If you suspect your eating is triggered by times when you are tired, stressed, anxious or even bored, it may be worth creating your own ‘food and mood’ diary for a few days.
Often the foods we choose at emotional times can be comfort foods or those higher in fat and added sugar.
When creating a food and mood diary, think about what you are eating, rough amounts, the timing, your hunger levels and how you feel.
If indeed you start to see a pattern between your food intake and your mood, it is worth exploring the underlying cause and more effective options.
The following resource is a great place to start: www.diabetesnsw.com.au/ wp-content/uploads/2014/12/DA-49-Foodand-eating.pdf – or, alternatively, talk to your doctor or health professional team.
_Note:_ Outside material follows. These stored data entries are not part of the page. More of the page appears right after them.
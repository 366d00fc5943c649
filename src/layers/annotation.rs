use crate::{
    core::{
        config::MapConfig,
        geo::{ProjectedCoord, ViewportPixel},
        map::{Map, MapEvent},
        projection::Projection,
    },
    layers::overlay::{AnnotationOverlay, EditSurface, FeatureId},
    prelude::Arc,
    service::AnnotationService,
    tiles::{
        address::{BinGrid, BinKey, TileKey},
        sync::{SyncReport, TileSynchronizer},
    },
    ui::shared::SharedState,
    Result,
};
use crossbeam_channel::{unbounded, Receiver, Sender};
use serde_json::{json, Value};

/// Shared state keys published by the layer
pub const SELECTED_KEY: &str = "selected";
pub const TILE_COUNT_KEY: &str = "tileCount";
pub const DRAW_ENABLED_KEY: &str = "drawEnabled";

/// Annotation tiles for the current view, drawn as editable point features.
///
/// Map events recompute the desired tiles and hand them to the synchronizer;
/// its ready notifications come back over a channel and trigger a full
/// redraw in [`pump`](Self::pump). User edits are forwarded as mutations.
pub struct AnnotationLayer<S: AnnotationService> {
    id: String,
    overlay: AnnotationOverlay,
    sync: TileSynchronizer<S>,
    projection: Arc<dyn Projection>,
    bin_grid: BinGrid,
    ready_tx: Sender<SyncReport>,
    ready_rx: Receiver<SyncReport>,
    state: SharedState,
}

impl<S: AnnotationService> AnnotationLayer<S> {
    /// Creates the layer and requests the tiles of the current view.
    /// Must be called inside a tokio runtime.
    pub fn new(id: impl Into<String>, map: &Map, service: Arc<S>, config: &MapConfig) -> Result<Self> {
        let (ready_tx, ready_rx) = unbounded();
        let mut layer = Self {
            id: id.into(),
            overlay: AnnotationOverlay::new(config.overlay.clone()),
            sync: TileSynchronizer::new(service, config.sync.clone())?,
            projection: Arc::clone(map.projection()),
            bin_grid: config.overlay.bin_grid,
            ready_tx,
            ready_rx,
            state: SharedState::new(),
        };
        layer.state.set(DRAW_ENABLED_KEY, json!(true));
        layer.on_map_update(map);
        Ok(layer)
    }

    pub fn on_map_event(&mut self, map: &Map, event: MapEvent) {
        if let MapEvent::ZoomEnd { .. } = event {
            self.overlay.on_zoom_end();
            self.publish_draw_enabled();
        }
        self.on_map_update(map);
    }

    /// Recomputes the desired tiles for the view and redraws from what is resident
    pub fn on_map_update(&mut self, map: &Map) {
        let ready_tx = self.ready_tx.clone();
        let generation = self.sync.desired_tiles_changed(map.tile_iterator(), move |report| {
            // The receiver lives as long as the layer
            let _ = ready_tx.send(report.clone());
        });
        log::debug!("{}: view at zoom {} is generation {}", self.id, map.zoom(), generation);

        self.state.set(TILE_COUNT_KEY, json!(self.sync.desired().len()));
        self.redraw();
    }

    /// Applies arrived tile data and redraws if the current view became ready.
    /// Call this from the event loop.
    pub fn pump(&mut self) -> Option<SyncReport> {
        self.sync.poll();
        self.drain_ready()
    }

    /// Waits for the current view's tiles, then redraws
    pub async fn sync_and_redraw(&mut self) -> Option<SyncReport> {
        let settled = self.sync.settle().await;
        self.drain_ready().or(settled)
    }

    fn drain_ready(&mut self) -> Option<SyncReport> {
        let report = self.ready_rx.try_iter().last()?;
        if report.is_degraded() {
            log::warn!(
                "{}: generation {} ready without {} tiles",
                self.id,
                report.generation,
                report.failed.len()
            );
        }
        self.redraw();
        Some(report)
    }

    /// Rebuilds every feature from the resident tiles
    pub fn redraw(&mut self) -> usize {
        let drawn = self.overlay.redraw(self.sync.current_data(), self.projection.as_ref());
        log::info!(
            "{}: {} features from {} tiles",
            self.id,
            drawn,
            self.sync.current_data().len()
        );
        drawn
    }

    /// User draw at a projected position
    pub fn draw_point(&mut self, position: ProjectedCoord) -> Option<FeatureId> {
        let id = self.overlay.add_feature(position, self.projection.as_ref());
        self.flush_outbox();
        id
    }

    pub fn draw_at_viewport_pixel(&mut self, map: &Map, pixel: ViewportPixel) -> Option<FeatureId> {
        self.draw_point(map.mapper().viewport_to_projected(pixel))
    }

    pub fn select(&mut self, id: FeatureId) -> Option<EditSurface> {
        let surface = self.overlay.select(id)?;
        self.publish_selected(&surface);
        Some(surface)
    }

    fn publish_selected(&mut self, surface: &EditSurface) {
        self.state.set(
            SELECTED_KEY,
            json!({
                "title": surface.title,
                "priority": surface.priority,
                "comment": surface.comment,
            }),
        );
        self.publish_draw_enabled();
    }

    pub fn unselect(&mut self, id: FeatureId) -> bool {
        if !self.overlay.unselect(id) {
            return false;
        }
        self.state.set(SELECTED_KEY, Value::Null);
        self.publish_draw_enabled();
        true
    }

    pub fn set_hovered(&mut self, id: FeatureId, hovered: bool) -> bool {
        self.overlay.set_hovered(id, hovered)
    }

    /// Starts a drag; the dragged feature becomes the published selection
    pub fn begin_drag(&mut self, id: FeatureId) -> bool {
        if !self.overlay.begin_drag(id) {
            return false;
        }
        if let Some(surface) = self.overlay.edit_surface(id) {
            self.publish_selected(&surface);
        }
        true
    }

    pub fn drag_to(&mut self, id: FeatureId, position: ProjectedCoord) -> bool {
        self.overlay.drag_to(id, position)
    }

    /// Drops a dragged feature and sends the modify of its cached record
    pub fn complete_drag(&mut self, id: FeatureId) -> bool {
        let queued = self.overlay.complete_drag(id, self.projection.as_ref());
        self.flush_outbox();
        queued
    }

    /// Forwards queued overlay mutations to the synchronizer
    pub fn flush_outbox(&mut self) -> usize {
        let mutations = self.overlay.take_mutations();
        let count = mutations.len();
        for mutation in mutations {
            self.sync.submit_mutation(mutation);
        }
        count
    }

    /// Waits until every submitted mutation reached the service
    pub async fn flush_mutations(&mut self) {
        self.sync.flush_mutations().await;
    }

    fn publish_draw_enabled(&mut self) {
        self.state.set(DRAW_ENABLED_KEY, json!(self.overlay.draw_enabled()));
    }

    pub fn tile_key_at(&self, map: &Map, pixel: ViewportPixel) -> TileKey {
        map.mapper().tile_key_at(pixel)
    }

    pub fn bin_key_at(&self, map: &Map, pixel: ViewportPixel) -> BinKey {
        map.mapper().bin_key_at(pixel, self.bin_grid)
    }

    pub fn id(&self) -> &str {
        &self.id
    }

    pub fn overlay(&self) -> &AnnotationOverlay {
        &self.overlay
    }

    pub fn synchronizer(&self) -> &TileSynchronizer<S> {
        &self.sync
    }

    pub fn state(&self) -> &SharedState {
        &self.state
    }

    /// Mutable access, for registering listeners
    pub fn state_mut(&mut self) -> &mut SharedState {
        &mut self.state
    }
}

#[cfg(test)]
mod tests {
    use super::*;
    use crate::core::{bounds::Bounds, geo::GeoCoord};
    use crate::data::annotation::{Annotation, Mutation};
    use crate::service::MemoryAnnotationService;
    use std::sync::Mutex;

    fn setup() -> (Map, MapConfig, Arc<MemoryAnnotationService>) {
        let mut config = MapConfig::area_of_interest(Bounds::from_coords(0.0, 0.0, 100.0, 100.0));
        config.viewport.width = 512;
        config.viewport.height = 512;
        config.viewport.zoom = 1;
        config.sync = crate::tiles::sync::SyncConfig::for_testing();
        let map = Map::from_config(&config).unwrap();
        let service = Arc::new(
            MemoryAnnotationService::new(Arc::clone(map.pyramid()), Arc::clone(map.projection()), BinGrid::SINGLE)
                .with_annotations(vec![
                    Annotation::new(GeoCoord::new(10.0, 10.0), "P1", "low", ""),
                    Annotation::new(GeoCoord::new(60.0, 60.0), "P2", "high", "note"),
                ]),
        );
        (map, config, service)
    }

    #[tokio::test]
    async fn test_layer_draws_fetched_annotations() {
        let (map, config, service) = setup();
        let mut layer = AnnotationLayer::new("annotations", &map, service, &config).unwrap();
        assert!(layer.overlay().is_empty());
        assert_eq!(layer.state().get(TILE_COUNT_KEY), json!(4));

        let report = layer.sync_and_redraw().await.unwrap();
        assert!(!report.is_degraded());
        assert_eq!(layer.overlay().len(), 2);
    }

    #[tokio::test]
    async fn test_selection_is_published() {
        let (map, config, service) = setup();
        let mut layer = AnnotationLayer::new("annotations", &map, service, &config).unwrap();
        let seen = Arc::new(Mutex::new(Vec::new()));
        let sink = Arc::clone(&seen);
        layer.state_mut().add_listener(move |key| sink.lock().unwrap().push(key.to_string()));
        layer.sync_and_redraw().await;

        let high = layer
            .overlay()
            .features()
            .iter()
            .find(|f| f.attributes.as_ref().map(|a| a.annotation.title()) == Some("high"))
            .map(|f| f.id)
            .unwrap();
        let surface = layer.select(high).unwrap();
        assert_eq!(surface.comment, "note");
        assert_eq!(layer.state().get_field(SELECTED_KEY, "priority"), json!("P2"));
        assert_eq!(layer.state().get(DRAW_ENABLED_KEY), json!(false));

        assert!(layer.unselect(high));
        assert!(!layer.state().has(SELECTED_KEY));
        assert_eq!(
            *seen.lock().unwrap(),
            vec![SELECTED_KEY, DRAW_ENABLED_KEY, SELECTED_KEY, DRAW_ENABLED_KEY]
        );
    }

    #[tokio::test]
    async fn test_user_draw_reaches_service() {
        let (map, config, service) = setup();
        let mut layer = AnnotationLayer::new("annotations", &map, Arc::clone(&service), &config).unwrap();
        layer.sync_and_redraw().await;

        assert!(layer.draw_point(ProjectedCoord::new(30.0, 70.0)).is_some());
        layer.flush_mutations().await;
        match service.mutations().as_slice() {
            [Mutation::Create { annotation }] => assert_eq!((annotation.x, annotation.y), (30.0, 70.0)),
            other => panic!("unexpected mutations {:?}", other),
        }

        // a rebuild from fetched data sends nothing back
        layer.redraw();
        layer.flush_mutations().await;
        assert_eq!(service.mutations().len(), 1);
    }

    #[tokio::test]
    async fn test_zoom_reenables_drawing_and_refetches() {
        let (mut map, config, service) = setup();
        let mut layer = AnnotationLayer::new("annotations", &map, Arc::clone(&service), &config).unwrap();
        layer.sync_and_redraw().await;
        let first = layer.overlay().features()[0].id;
        layer.select(first);

        let event = map.zoom_in();
        layer.on_map_event(&map, event);
        assert!(layer.overlay().draw_enabled());
        assert_eq!(layer.state().get(DRAW_ENABLED_KEY), json!(true));

        layer.sync_and_redraw().await;
        assert_eq!(service.fetch_count(), 2);
        assert!(layer.synchronizer().is_settled());
    }
}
Think you are ready to be mindful? Take the mindfulness challenge:
1. Take some food, for example a strawberry, and place it in the palm of your hand
2. Notice the shape and colour of the food or even how the light falls on it
3. Think about the texture of the food
4. How heavy does it feel?
5. Smell the food. How does it make you feel? Is your mouth watering? Is your stomach grumbling?
6. Take a bite of the food. Do not chew or swallow just yet. Feel the texture of the food in your mouth. Notice the flavours on your tongue
7. Savour the flavours on your tongue for 30 seconds before chewing and swallowing
8. Once finished, think about the lingering flavours from the food and how you are feeling.
“Often the foods we choose at emotional times can be comfort foods.”